Yes, this sounds reasonable, and your rationale for why ancestor types should not be accepted also makes sense to me. This also fits how most static type systems (in OOP, for example) work. We'll discuss this and see if the committee agrees.

However, I can't seem to find a definition of substitutability in the 2009-04-30 draft. Did I miss something?

XML Schema also does not seem to define anything called subtyping, but I guess A subtype-of B iff A derived-from B?

C. M. Sperberg-McQueen - 2009-09-11 21:53:28

Sorry about the difficulty finding the term. Strictly speaking, the term used is "validly subsitutable"; the definition is in section 3.3.4.2 of the Structures spec (http://www.w3.org/TR/xmlschema11-1/structures.html#key-val-sub-type)

And yes, the term "sub-typing" is carefully avoided; the community (or communities) involved in preparing XSD 1.0 turned out to have no consensus on what that term means, or should mean. So the XSD spec speaks in terms of types being derived from other types, either by extension or by restriction; those who want the rule that all instances of type A are also of type B will derive A from B by restriction, and those who want only to ensure that any instance of type A will have children corresponding to all of the required children of B, and possibly more besides, will derive A from B by extension.
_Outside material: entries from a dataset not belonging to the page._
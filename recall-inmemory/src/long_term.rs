//! Upsert-by-composite-key long-term memory store.

use std::collections::HashMap;

use async_trait::async_trait;
use chrono::Utc;
use tokio::sync::RwLock;
use tracing::debug;

use recall_core::{
    Interaction, LongTermMemoryStore, MemoryFilter, MemoryItem, MemoryKind, Page,
    RelationshipMemory, StorageError,
};

type ItemKey = (String, Option<String>, MemoryKind, String);

fn item_key(item: &MemoryItem) -> ItemKey {
    (
        item.subject_id.clone(),
        item.character_id.clone(),
        item.kind,
        item.key.clone(),
    )
}

/// In-memory [`LongTermMemoryStore`].
pub struct InMemoryLongTermStore {
    items: RwLock<HashMap<ItemKey, MemoryItem>>,
    relationships: RwLock<HashMap<(String, String), RelationshipMemory>>,
}

impl InMemoryLongTermStore {
    pub fn new() -> Self {
        Self {
            items: RwLock::new(HashMap::new()),
            relationships: RwLock::new(HashMap::new()),
        }
    }

    /// Total number of stored memory items (all subjects).
    pub async fn item_count(&self) -> usize {
        self.items.read().await.len()
    }
}

impl Default for InMemoryLongTermStore {
    fn default() -> Self {
        Self::new()
    }
}

#[async_trait]
impl LongTermMemoryStore for InMemoryLongTermStore {
    async fn upsert(&self, item: MemoryItem) -> Result<MemoryItem, StorageError> {
        let key = item_key(&item);
        let mut items = self.items.write().await;
        let stored = match items.get_mut(&key) {
            Some(existing) => {
                existing.value = item.value;
                existing.confidence = item.confidence;
                existing.importance = item.importance;
                existing.source = item.source;
                existing.tags = item.tags;
                existing.updated_at = Utc::now();
                existing.access_count += 1;
                debug!(
                    subject_id = %existing.subject_id,
                    key = %existing.key,
                    access_count = existing.access_count,
                    "Merged memory item into existing row"
                );
                existing.clone()
            }
            None => {
                items.insert(key, item.clone());
                debug!(subject_id = %item.subject_id, key = %item.key, "Inserted memory item");
                item
            }
        };
        Ok(stored)
    }

    async fn query(
        &self,
        subject_id: &str,
        filter: MemoryFilter,
        page: Page,
    ) -> Result<Vec<MemoryItem>, StorageError> {
        let items = self.items.read().await;
        let mut results: Vec<MemoryItem> = items
            .values()
            .filter(|item| item.subject_id == subject_id && filter.matches(item))
            .cloned()
            .collect();
        results.sort_by(|a, b| b.updated_at.cmp(&a.updated_at));
        Ok(results
            .into_iter()
            .skip(page.offset)
            .take(page.limit)
            .collect())
    }

    async fn record_interaction(
        &self,
        subject_id: &str,
        related_id: &str,
        interaction: Interaction,
    ) -> Result<RelationshipMemory, StorageError> {
        let mut relationships = self.relationships.write().await;
        let relationship = relationships
            .entry((subject_id.to_string(), related_id.to_string()))
            .or_insert_with(|| RelationshipMemory::new(subject_id, related_id));
        relationship.apply_interaction(interaction, "new interaction evidence");
        Ok(relationship.clone())
    }

    async fn get_relationship(
        &self,
        subject_id: &str,
        related_id: &str,
    ) -> Result<Option<RelationshipMemory>, StorageError> {
        let relationships = self.relationships.read().await;
        Ok(relationships
            .get(&(subject_id.to_string(), related_id.to_string()))
            .cloned())
    }

    async fn delete_for_subject(&self, subject_id: &str) -> Result<u64, StorageError> {
        let mut removed = 0u64;
        {
            let mut items = self.items.write().await;
            let before = items.len();
            items.retain(|_, item| item.subject_id != subject_id);
            removed += (before - items.len()) as u64;
        }
        {
            let mut relationships = self.relationships.write().await;
            let before = relationships.len();
            relationships.retain(|_, rel| rel.subject_id != subject_id);
            removed += (before - relationships.len()) as u64;
        }
        debug!(subject_id, removed, "Deleted all memories for subject");
        Ok(removed)
    }
}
That's for complex types; for simple types, if A is derived from B at all, then A is a restriction of B and thus a subtype of B, period. Apparent counter-examples use carefully chosen terminology: List types are constructed from their item type, but derived from anySimpleType. And similarly union types are constructed from their members, but derived either from anySimpleType or by restriction of another union type.

So I think your rough equivalence of terminology is likely to hold, for simple types, unless someone has an unusual or eccentric idea of what subtype-of ought to mean.